_EXERCISE GOAL_
Go to the line in the entries below that holds "Licensed under the" and repeat exactly from there through the line that holds "in writing, software", inclusive.

_DATA EXTRACT_
*** Block opens ***
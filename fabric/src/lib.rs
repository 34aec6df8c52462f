// Copyright 2023 Google LLC
//
// Licensed under the Apache License, Version 2.0 (the "License");
// you may not use this file except in compliance with the License.
// You may obtain a copy of the License at
//
//      http://www.apache.org/licenses/LICENSE-2.0
//
// Unless required by applicable law or agreed to in writing, software
// distributed under the License is distributed on an "AS IS" BASIS,
// WITHOUT WARRANTIES OR CONDITIONS OF ANY KIND, either express or implied.
// See the License for the specific language governing permissions and
// limitations under the License.

//! Interconnect topology synthesis for on-chip networks.
//!
//! Given the endpoint controllers of a chip (caches, directories, DMA) and a
//! `SynthesisConfiguration`, `synthesize` builds the router graph a network
//! simulator consumes: the routers, the attachment of each endpoint to one
//! router, and the weighted bidirectional links between routers. Ring based
//! families also carry escape-channel ranks for deadlock-free fallback
//! routing.
//!
//! ```
//! use fabric::{standard_endpoints, synthesize, Family, SynthesisConfiguration};
//!
//! let config = SynthesisConfiguration {
//!     topology: Family::Mesh,
//!     num_cpus: 16,
//!     mesh_rows: 4,
//!     ..Default::default()
//! };
//! let topology = synthesize(&config, &standard_endpoints(16, 16, 1)).unwrap();
//! assert_eq!(topology.logical_edge_count(), 24);
//! ```

mod config;
mod context;
pub mod emit;
mod endpoint;
mod error;
mod escape;
mod families;
mod layout;
mod network;
mod registry;
mod topology;
mod weight;


pub use crate::config::{
    DiagramConfiguration, PowerModelConfiguration, SynthesisConfiguration, DEFAULT_OUTPUT_DIR,
};
pub use crate::emit::tikz::TikzWriter;
pub use crate::emit::{DiagramSink, EdgeStyle};
pub use crate::endpoint::{
    standard_endpoints, AssignmentPolicy, Endpoint, EndpointId, EndpointKind, Placement,
};
pub use crate::error::{Error, Result};
pub use crate::escape::{EscapePlan, EscapeRank, EscapeRankPolicy, RingSegment, Segment, Side};
pub use crate::families::{synthesize, Family, Grid};
pub use crate::layout::{Coordinates, Layout2D};
pub use crate::network::{ExternalLink, InternalLink, Latency, LinkId, Port, Router, RouterRank};
pub use crate::topology::Topology;
pub use crate::weight::{Dimension, Weight};

/// Synthesize, then run the diagnostic emitters.
///
/// A supplied `diagram` sink is drawn into; otherwise a Tikz diagram is
/// written when `config.diagram` enables it. The power model is written when
/// `config.power_model` enables it. Emitter failures are logged and do not
/// affect the returned topology.
pub fn synthesize_with(
    config: &SynthesisConfiguration,
    endpoints: &[Endpoint],
    diagram: Option<&mut dyn DiagramSink>,
) -> Result<Topology> {
    let topology = synthesize(config, endpoints)?;
    match diagram {
        Some(sink) => {
            emit::draw(&topology, sink);
        }
        None if config.diagram.enabled => {
            emit::emit_diagram(&topology, &config.diagram);
        }
        None => {}
    }
    if config.power_model.enabled {
        emit::emit_power_model(&config.power_model);
    }
    Ok(topology)
}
*** Block closes ***
_EXERCISE SOLUTION_
// Licensed under the Apache License, Version 2.0 (the "License");
// you may not use this file except in compliance with the License.
// You may obtain a copy of the License at
//
//      http://www.apache.org/licenses/LICENSE-2.0
//
// Unless required by applicable law or agreed to in writing, software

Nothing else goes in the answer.